This is for Problem 8.64 on p. 374 of ChE345 (Fluid Mechanics) textbook.
How to solve Homework Problem 8.64* using Matlab's fsolve?

Save the 10 text lines below as solution.m file.

function dummy
x0=[1,1,1,0.02,0.02,0.02];
fsolve(@fcn,x0)
function z=fcn(x)
z(1)=x(1)-0.64*x(2)-0.64*x(3);%x(1)=v1, x(2)=v2, x(3)=v3
z(2)=40-102*x(4)*x(1)^2 - 127*x(5)*x(2)^2; %x(4)=f1, x(5)=f2, x(6)=f3
z(3)=60-102*x(4)*x(1)^2 - 255*x(6)*x(3)^2;
z(4)=1/sqrt(x(4))+2.0*log10(1.22e-4 +2.81e-5/x(1)/sqrt(x(4))); %Colebrook for f1
z(5)=1/sqrt(x(5))+2.0*log10(1.52e-4 +3.52e-5/x(2)/sqrt(x(5))); %Colebrook for f2
z(6)=1/sqrt(x(6))+2.0*log10(1.52e-4 +3.52e-5/x(3)/sqrt(x(6))); %Colebrook for f3

Run solution.m in Mablat

>>solution
ans =
    3.5001    2.6915    2.7774    0.0179    0.0192    0.0191

The answers are:
v1=3.500 m/s, v2=2.692 m/s, v3=2.777 m/s
f1=0.0179, f2=0.0192, f3=0.0191

Factoring a function or number
>> factor(12)
ans =
2 2 3
>> syms x y % declare that x and y are symbols
>> factor(x^2-y^2)
ans =
(x-y)*(x+y)
>> factor(x^2-1)
ans =
(x-1)*(x+1)

Using Matlab for Laplace Transform
(The RCENT version of MATLAB V6.0.0.88/Release 12 forgot to place a copy of laplace.m in its toolbox\matlab\specfun directory.
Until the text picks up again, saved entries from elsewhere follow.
//! Logical hex grid rebuilt from map snapshots

use tracing::{debug, info, info_span, warn, Span};

use crate::hex::{HecsCoord, HexBoundary, HexCell, HexDirection};

use super::source::{MapSource, TileInfo};

/// Largest grid a map snapshot may ask for
pub const MAX_CELLS: usize = 1 << 20;

/// Opaque handle to a renderer-owned tile object
pub type RenderHandle = u64;

/// Instantiates and destroys the visual side of tiles
pub trait TileRenderer {
    fn instantiate(&mut self, tile: &TileInfo) -> Option<RenderHandle>;
    fn destroy(&mut self, handle: RenderHandle);
}

/// Renderer that only hands out handles
#[derive(Debug, Default)]
pub struct NullRenderer {
    next_handle: RenderHandle,
}

impl TileRenderer for NullRenderer {
    fn instantiate(&mut self, _tile: &TileInfo) -> Option<RenderHandle> {
        self.next_handle += 1;
        Some(self.next_handle)
    }

    fn destroy(&mut self, _handle: RenderHandle) {}
}

/// Grid lifecycle
#[derive(Debug, Clone, Copy, PartialEq, Eq)]
pub enum GridState {
    Uninitialized,
    /// Allocated, every cell empty
    Initialized,
    /// Tiles placed and edges reconciled
    Populated,
}

/// Cells indexed by `(a, r, c)`, backed by one flat vector.
pub struct GridManager<M: MapSource> {
    source: M,
    renderer: Box<dyn TileRenderer>,
    state: GridState,
    /// Offset rows on the map
    rows: i32,
    /// Rows per parity array
    r_dim: i32,
    c_dim: i32,
    cells: Vec<HexCell>,
    populated: Vec<bool>,
    handles: Vec<RenderHandle>,
    span: Span,
}

impl<M: MapSource> GridManager<M> {
    pub fn new(source: M, renderer: Box<dyn TileRenderer>) -> Self {
        Self::with_span(source, renderer, info_span!("grid"))
    }

    pub fn with_span(source: M, renderer: Box<dyn TileRenderer>, span: Span) -> Self {
        Self {
            source,
            renderer,
            state: GridState::Uninitialized,
            rows: 0,
            r_dim: 0,
            c_dim: 0,
            cells: Vec::new(),
            populated: Vec::new(),
            handles: Vec::new(),
            span,
        }
    }

    pub fn state(&self) -> GridState {
        self.state
    }

    pub fn source(&self) -> &M {
        &self.source
    }

    /// `(rows, r_dim, cols, cell count)` for a map, or None past [`MAX_CELLS`].
    fn layout(rows: i32, cols: i32) -> Option<(i32, i32, i32, usize)> {
        let (rows, cols) = (rows.max(0), cols.max(0));
        if rows == 0 || cols == 0 {
            return Some((0, 0, 0, 0));
        }
        let r_dim = rows / 2 + rows % 2;
        let len = (r_dim as usize)
            .checked_mul(2)?
            .checked_mul(cols as usize)?;
        (len <= MAX_CELLS).then_some((rows, r_dim, cols, len))
    }

    /// Allocate a fresh grid from the source's dimensions, all cells empty.
    /// Returns false, leaving the grid untouched, when the map is too large.
    pub fn initialize_grid(&mut self) -> bool {
        let (rows, cols) = self.source.map_dimensions();
        let Some((rows, r_dim, c_dim, len)) = Self::layout(rows, cols) else {
            warn!(parent: &self.span, rows, cols, max_cells = MAX_CELLS, "Map too large");
            return false;
        };
        self.rows = rows;
        self.r_dim = r_dim;
        self.c_dim = c_dim;

        // With an odd row count the last parity-1 row is allocated but off the map.
        self.cells = Vec::with_capacity(len);
        for a in 0..2 {
            for r in 0..self.r_dim {
                for c in 0..self.c_dim {
                    self.cells.push(HexCell::empty(HecsCoord::new(a, r, c)));
                }
            }
        }
        self.populated = vec![false; len];
        self.state = GridState::Initialized;

        debug!(parent: &self.span, rows, cols, "Grid initialized");
        true
    }

    /// Poll the source and rebuild when a new snapshot is ready.
    /// Returns true when a map was loaded this tick.
    pub fn tick(&mut self) -> bool {
        if !self.source.is_map_ready() {
            return false;
        }

        let (rows, cols) = self.source.map_dimensions();
        if Self::layout(rows, cols).is_none() {
            warn!(parent: &self.span, rows, cols, "Map snapshot rejected, keeping current grid");
            self.source.fetch_tile_list();
            return false;
        }

        for handle in self.handles.drain(..) {
            self.renderer.destroy(handle);
        }
        if !self.initialize_grid() {
            self.source.fetch_tile_list();
            return false;
        }

        let tiles = self.source.fetch_tile_list();
        let mut placed = 0usize;
        for tile in &tiles {
            let Some(index) = self.index(tile.cell.coord) else {
                warn!(parent: &self.span, coord = %tile.cell.coord, "Tile outside map bounds, skipping");
                continue;
            };
            self.cells[index] = tile.cell;
            self.populated[index] = true;
            if let Some(handle) = self.renderer.instantiate(tile) {
                self.handles.push(handle);
            }
            placed += 1;
        }

        self.propagate_edges();
        self.derive_layer_edges();
        self.state = GridState::Populated;

        info!(parent: &self.span, tiles = placed, "Map loaded");
        true
    }

    /// A set bit on either side of a shared edge is copied to the other side.
    /// Bits are only ever added.
    fn propagate_edges(&mut self) {
        for i in 0..self.cells.len() {
            let cell = self.cells[i];
            for direction in HexDirection::ALL {
                if !cell.boundary.get_edge(direction) {
                    continue;
                }
                if let Some(j) = self.index(cell.coord.neighbor(direction)) {
                    self.cells[j].boundary.set_edge(direction.opposite());
                }
            }
        }
    }

    /// Neighboring tiles more than one layer apart are walled off.
    fn derive_layer_edges(&mut self) {
        for i in 0..self.cells.len() {
            if !self.populated[i] {
                continue;
            }
            let cell = self.cells[i];
            for direction in HexDirection::ALL {
                let Some(j) = self.index(cell.coord.neighbor(direction)) else {
                    continue;
                };
                if self.populated[j] && cell.is_cliff_to(&self.cells[j]) {
                    self.cells[i].boundary.set_edge(direction);
                    self.cells[j].boundary.set_edge(direction.opposite());
                }
            }
        }
    }

    /// Slot of `coord` if it lies on the map: offset row in `0..rows`,
    /// column in `0..cols`.
    fn index(&self, coord: HecsCoord) -> Option<usize> {
        if !(0..2).contains(&coord.a) || !(0..self.c_dim).contains(&coord.c) {
            return None;
        }
        let parity_span = self.rows - coord.a;
        let parity_rows = parity_span / 2 + parity_span % 2;
        if !(0..parity_rows).contains(&coord.r) {
            return None;
        }
        let slot = (coord.a as usize * self.r_dim as usize + coord.r as usize)
            * self.c_dim as usize
            + coord.c as usize;
        Some(slot)
    }

    pub fn contains(&self, coord: HecsCoord) -> bool {
        self.index(coord).is_some()
    }

    pub fn cell(&self, coord: HecsCoord) -> Option<&HexCell> {
        self.index(coord).map(|i| &self.cells[i])
    }

    /// Boundary at `coord`, empty when out of bounds
    pub fn boundary(&self, coord: HecsCoord) -> HexBoundary {
        self.cell(coord).map(|c| c.boundary).unwrap_or_default()
    }

    /// Height at `coord`, zero when out of bounds
    pub fn height(&self, coord: HecsCoord) -> f32 {
        self.cell(coord).map(|c| c.height).unwrap_or(0.0)
    }

    /// Whether a blocking edge separates two adjacent coordinates
    pub fn edge_between(&self, a: HecsCoord, b: HecsCoord) -> bool {
        self.boundary(a).get_edge_with(a, b)
    }

    /// A tile was placed at `coord` by the last map
    pub fn is_populated(&self, coord: HecsCoord) -> bool {
        self.index(coord).is_some_and(|i| self.populated[i])
    }

    /// Whether a single step from `from` to `to` is allowed. Both ends must
    /// be tiles on the map.
    pub fn is_passable(&self, from: HecsCoord, to: HecsCoord) -> bool {
        from.is_adjacent_to(to)
            && self.is_populated(from)
            && self.is_populated(to)
            && !self.edge_between(from, to)
    }
}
Copy it from its toolbox\symbolic\@sym directory. Otherwise, laplace command is invalid. Same for the ilaplace command. Version 5 uses the name invlaplace.)

Example 1.
>> laplace('exp(-a*t)*t')
ans =
1/(s+a)^2
>> ilaplace('1/(s+a)^2')            %verify the previous result
ans =
exp(-a*t)*t

Example 2.
>> laplace('exp(-a*t)*cos(b*t)')
ans =
(s+a)/((s+a)^2+b^2)
>> pretty             

                                     s + a

                                 -------------

                                        2    2

                                 (s + a)  + b

 >> ilaplace('(s+a)/((s+a)^2 + b^2)')
ans =
exp(-a*t)*cos(b*t)

Example 3.
>> sym('n','positive')            %This line is needed!!!
ans =
n
>> laplace('t^n')
ans =
s^(-n-1)*gamma(n+1)
>> ilaplace('s^(-n-1)*gamma(n+1)')
ans =
t^n

Differentiation and Integration Using Matlab:
Note: Integration (without limits) results omit the integration constant in the answer.

Example 1.
>> diff('x^3 + ln(x)*sin(x) + b/x')
ans =
3*x^2+1/x*sin(x)+log(x)*cos(x)-b/x^2
>> int('3*x^2+1/x*sin(x)+log(x)*cos(x)-b/x^2')         %verify
ans =
log(x)*sin(x)+(x^4+b)/x

Example 2. Partial Derivative: Take partial derivative with respect to t.
>> diff('x*t^3+ln(t)','t')   %specify t as the variable. x will be treated as a const.
ans =
3*x*t^2+1/t
>> int('3*x*t^2+1/t','t')         %verify
ans =
x*t^3+log(t)

Example 3. Integrate ln(x)+1/(x+1) from x=1 to x=2. 
>> int('ln(x) + 1/(x+1)', 1, 2)
ans =
-1+log(2)+log(3)
>> eval(ans)
ans =
    0.7918